The excavated Roman remains still to be seen in Caerleon include the most complete Roman amphitheatre in Britain, part of the military bath house and the only remains of a Roman legionary barracks on view anywhere in Europe
The oval amphitheatre was built around 90 AD and is 60 metres (184 feet) long and 40 metres (136 feet) wide. Divided into eight sections by entry passages, it provided seating for over 6,000 spectators, far more than the Roman population of the garrison at that time. Halfway along the oval on each side were seats of honour for VIP’s, just like the royal boxes in modern theatres. Below the seating areas were small chambers where the participants – human or animal – waited to enter the arena. The amphitheatre was not only used for blood-sports and entertainment but also as a parade ground for the legion.
The Roman Baths
Within the small town centre at Caerleon there are two museums: the National Roman Legion Museum tells the story of the Romans in Wales and contains archaeological finds from the fortress, amphitheatre and surrounding area; while in the nearby Roman Baths Museum visitors look down from a covered walkway onto the remains of the actual military bath house. This bath house originally consisted of a frigidarium, a tepidarium and a caldarium as well as an open-air swimming pool. The complex could be compared to a modern-day leisure centre or spa with heated changing rooms, cold and warm baths, swimming pool and covered exercise rooms.

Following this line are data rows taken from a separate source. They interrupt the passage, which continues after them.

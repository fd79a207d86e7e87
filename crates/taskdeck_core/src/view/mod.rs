//! Pure view logic: filtering and per-row edit mode.
//!
//! # Responsibility
//! - Compute the visible task subset for the current filter criteria.
//! - Track the single active edit buffer for the UI.
//!
//! # Invariants
//! - Nothing in this module mutates the task list except an edit commit
//!   routed through the store.

pub mod edit;
pub mod filter;
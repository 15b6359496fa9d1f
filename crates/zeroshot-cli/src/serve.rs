//! `zeroshot serve`: fetch and load the models, then run the HTTP API.

use std::net::{IpAddr, SocketAddr};
use std::path::{Path, PathBuf};
use std::sync::Arc;
use std::time::Instant;

use anyhow::Context;
use tracing::info;
use zeroshot_ai::hub::HUGGINGFACE_URL;
use zeroshot_ai::{
    BlipCaptioner, DEFAULT_HYPOTHESIS_TEMPLATE, DEFAULT_LANGUAGE, HubClient, ModelFile,
    NliClassifier, WhisperTranscriber,
};
use zeroshot_core::Catalog;
use zeroshot_server::{AppState, build_router_with_limit, serve};

const CLASSIFIER_REPO: &str = "Xenova/mDeBERTa-v3-base-xnli-multilingual-nli-2mil7";
const CAPTIONER_REPO: &str = "Xenova/blip-image-captioning-base";
const TRANSCRIBER_REPO: &str = "onnx-community/whisper-small";

#[derive(clap::Args, Debug)]
pub struct ServeArgs {
    #[arg(long, default_value = "0.0.0.0", env = "ZEROSHOT_HOST")]
    host: IpAddr,

    #[arg(long, short = 'p', default_value_t = 8000, env = "ZEROSHOT_PORT")]
    port: u16,

    /// Root of the model directories (`classifier/`, `captioner/`, `transcriber/`)
    #[arg(long, default_value = "models", env = "ZEROSHOT_MODELS_DIR")]
    models_dir: PathBuf,

    #[arg(long, default_value = CLASSIFIER_REPO, env = "ZEROSHOT_CLASSIFIER_REPO")]
    classifier_repo: String,

    #[arg(long, default_value = CAPTIONER_REPO, env = "ZEROSHOT_CAPTIONER_REPO")]
    captioner_repo: String,

    #[arg(long, default_value = TRANSCRIBER_REPO, env = "ZEROSHOT_TRANSCRIBER_REPO")]
    transcriber_repo: String,

    /// Hugging Face access token for gated or private repositories
    #[arg(long, env = "HF_TOKEN", hide_env_values = true)]
    hf_token: Option<String>,

    #[arg(long, default_value = HUGGINGFACE_URL, env = "HF_ENDPOINT")]
    hub_url: String,

    /// Never download; fail if a model file is missing
    #[arg(long)]
    offline: bool,

    /// Where audio uploads are spooled (system temp dir by default)
    #[arg(long, env = "ZEROSHOT_UPLOAD_DIR")]
    upload_dir: Option<PathBuf>,

    /// Request body limit in MiB
    #[arg(long, default_value_t = 50)]
    body_limit_mb: usize,

    /// NLI hypothesis; `{}` is replaced by each candidate label
    #[arg(long, default_value = DEFAULT_HYPOTHESIS_TEMPLATE)]
    hypothesis_template: String,

    /// Transcription language code
    #[arg(long, default_value = DEFAULT_LANGUAGE)]
    language: String,

    /// Maximum caption length in tokens
    #[arg(long)]
    caption_max_length: Option<usize>,

    /// Maximum transcription tokens per 30 s window
    #[arg(long)]
    transcribe_max_tokens: Option<usize>,
}

pub async fn run(args: ServeArgs, catalog: Catalog) -> anyhow::Result<()> {
    let s = catalog.summary();
    info!(
        labels = s.labels,
        security_categories = s.security_categories,
        "catalog ready"
    );

    let hub = HubClient::with_base_url(args.hub_url.clone(), args.hf_token.clone());
    let classifier_dir = args.models_dir.join("classifier");
    let captioner_dir = args.models_dir.join("captioner");
    let transcriber_dir = args.models_dir.join("transcriber");

    if !args.offline {
        fetch(&hub, &classifier_dir, &args.classifier_repo, NliClassifier::FILES).await?;
        fetch(&hub, &captioner_dir, &args.captioner_repo, BlipCaptioner::FILES).await?;
        fetch(&hub, &transcriber_dir, &args.transcriber_repo, WhisperTranscriber::FILES).await?;
    }

    let start = Instant::now();
    let template = args.hypothesis_template.clone();
    let classifier = tokio::task::spawn_blocking(move || {
        NliClassifier::load(&classifier_dir, &template)
    })
    .await?
    .context("loading classifier")?;

    let caption_max_length = args.caption_max_length;
    let captioner = tokio::task::spawn_blocking(move || {
        BlipCaptioner::load(&captioner_dir).map(|c| match caption_max_length {
            Some(n) => c.with_max_length(n),
            None => c,
        })
    })
    .await?
    .context("loading captioner")?;

    let language = args.language.clone();
    let max_tokens = args.transcribe_max_tokens;
    let transcriber = tokio::task::spawn_blocking(move || {
        WhisperTranscriber::load(&transcriber_dir, &language).map(|t| match max_tokens {
            Some(n) => t.with_max_new_tokens(n),
            None => t,
        })
    })
    .await?
    .context("loading transcriber")?;
    info!(elapsed_ms = start.elapsed().as_millis() as u64, "models loaded");

    let upload_dir = args.upload_dir.unwrap_or_else(std::env::temp_dir);
    std::fs::create_dir_all(&upload_dir)
        .with_context(|| format!("creating upload dir {}", upload_dir.display()))?;

    let state = AppState::new(
        catalog,
        Arc::new(classifier),
        Arc::new(captioner),
        Arc::new(transcriber),
        upload_dir,
    );
    let router = build_router_with_limit(state, args.body_limit_mb * 1024 * 1024);
    serve(SocketAddr::new(args.host, args.port), router).await
}

async fn fetch(hub: &HubClient, dir: &Path, repo: &str, files: &[ModelFile]) -> anyhow::Result<()> {
    hub.ensure_model(dir, repo, files)
        .await
        .with_context(|| format!("fetching {repo} into {}", dir.display()))
}
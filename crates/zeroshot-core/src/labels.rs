//! Candidate label groups, keyed by input modality.
//!
//! A [`LabelGroup`] is the unit of classification: the classifier scores an
//! input against every label in the group and the orchestrator keeps the
//! best one. Each modality carries an ordered list of groups, so one request
//! yields one result per group, in declaration order.

use std::fmt;
use std::str::FromStr;

use serde::{Deserialize, Serialize};

/// Ordered candidate labels classified together.
#[derive(Debug, Clone, Default, PartialEq, Eq, Serialize, Deserialize)]
#[serde(transparent)]
pub struct LabelGroup(Vec<String>);

impl LabelGroup {
    pub fn new<I, S>(labels: I) -> Self
    where
        I: IntoIterator<Item = S>,
        S: Into<String>,
    {
        Self(labels.into_iter().map(Into::into).collect())
    }

    pub fn labels(&self) -> &[String] {
        &self.0
    }

    pub fn len(&self) -> usize {
        self.0.len()
    }

    pub fn is_empty(&self) -> bool {
        self.0.is_empty()
    }

    pub fn contains(&self, label: &str) -> bool {
        self.0.iter().any(|l| l == label)
    }
}

/// Input modality of a classification request.
#[derive(Debug, Clone, Copy, PartialEq, Eq, Hash, Serialize, Deserialize)]
#[serde(rename_all = "lowercase")]
pub enum Modality {
    Txt,
    Image,
    Audio,
    Csv,
}

impl Modality {
    pub const ALL: [Modality; 4] = [Self::Txt, Self::Image, Self::Audio, Self::Csv];

    pub fn as_str(&self) -> &'static str {
        match self {
            Self::Txt => "txt",
            Self::Image => "image",
            Self::Audio => "audio",
            Self::Csv => "csv",
        }
    }
}

impl fmt::Display for Modality {
    fn fmt(&self, f: &mut fmt::Formatter<'_>) -> fmt::Result {
        f.write_str(self.as_str())
    }
}

impl FromStr for Modality {
    type Err = String;

    fn from_str(s: &str) -> Result<Self, Self::Err> {
        Self::ALL
            .into_iter()
            .find(|m| m.as_str().eq_ignore_ascii_case(s.trim()))
            .ok_or_else(|| format!("unknown modality '{s}'"))
    }
}

/// Label groups for every modality.
///
/// Missing modalities deserialize as empty lists; a request against a
/// modality without groups simply returns no results.
#[derive(Debug, Clone, Default, PartialEq, Serialize, Deserialize)]
#[serde(deny_unknown_fields)]
pub struct ModalityConfig {
    #[serde(default)]
    pub txt: Vec<LabelGroup>,
    #[serde(default)]
    pub image: Vec<LabelGroup>,
    #[serde(default)]
    pub audio: Vec<LabelGroup>,
    #[serde(default)]
    pub csv: Vec<LabelGroup>,
}

impl ModalityConfig {
    /// Label groups configured for `modality`, in declaration order.
    pub fn groups(&self, modality: Modality) -> &[LabelGroup] {
        match modality {
            Modality::Txt => &self.txt,
            Modality::Image => &self.image,
            Modality::Audio => &self.audio,
            Modality::Csv => &self.csv,
        }
    }

    /// Iterate over `(modality, groups)` for all modalities.
    pub fn iter(&self) -> impl Iterator<Item = (Modality, &[LabelGroup])> {
        Modality::ALL.into_iter().map(|m| (m, self.groups(m)))
    }

    /// Total number of labels across every group of every modality.
    pub fn label_count(&self) -> usize {
        self.iter()
            .flat_map(|(_, groups)| groups.iter())
            .map(LabelGroup::len)
            .sum()
    }
}

#[cfg(test)]
mod tests {
    use super::*;

    #[test]
    fn group_deserializes_from_plain_array() {
        let group: LabelGroup = serde_json::from_str(r#"["旅游", "故事"]"#).unwrap();
        assert_eq!(group.labels(), ["旅游", "故事"]);
        assert!(group.contains("故事"));
        assert!(!group.contains("游戏"));
    }

    #[test]
    fn missing_modalities_default_to_empty() {
        let cfg: ModalityConfig = serde_json::from_str(r#"{"txt": [["a", "b"], ["c"]]}"#).unwrap();
        assert_eq!(cfg.groups(Modality::Txt).len(), 2);
        assert!(cfg.groups(Modality::Image).is_empty());
        assert!(cfg.groups(Modality::Csv).is_empty());
        assert_eq!(cfg.label_count(), 3);
    }

    #[test]
    fn unknown_modality_key_rejected() {
        let err = serde_json::from_str::<ModalityConfig>(r#"{"video": [["a"]]}"#);
        assert!(err.is_err());
    }

    #[test]
    fn modality_parse_is_case_insensitive() {
        assert_eq!("TXT".parse::<Modality>().unwrap(), Modality::Txt);
        assert_eq!(" csv ".parse::<Modality>().unwrap(), Modality::Csv);
        assert!("video".parse::<Modality>().is_err());
    }

    #[test]
    fn iter_preserves_modality_order() {
        let cfg = ModalityConfig::default();
        let order: Vec<&str> = cfg.iter().map(|(m, _)| m.as_str()).collect();
        assert_eq!(order, ["txt", "image", "audio", "csv"]);
    }
}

About 20 km (12 miles) from Caerleon is the small village of Caerwent. This was the only town founded by the Romans in Wales and was established in AD 75 as Venta Silurum. Unlike Caerleon’s role as a military site, Venta Silurum was designed as a civilian administrative centre and market town for the Romans and the defeated local tribe, the Silures. Later the town became known as Caerwent or “the castra/fort of Venta/Gwent” and the name Venta is commemorated in the name of the present-day Welsh county of Gwent.
Like all Roman towns, Caerwent would originally have had a forum and a basilica as well as a market place and shops. Remains of farms and dwellings, some with courtyards, have been excavated here, along with a Roman temple which might have been dedicated to Mars.
Large sections of the defensive walls still stand, rising up in some places to a height of 5 metres. Excavations in 1881 revealed part of a highly intricate coloured floor mosaic depicting different types of fish. More recent research in 2008 found a row of narrow shop buildings and a villa with painted walls, frescoes of Roman art and mosaic floors. Among the artefacts excavated were a bone penknife hilt depicting two gladiators fighting, coins, Roman glassware, ceramics, human and animal bones.
The remains on view at Caerleon and Caerwent provide the visitor with a vivid picture of life in second-century Roman Britain.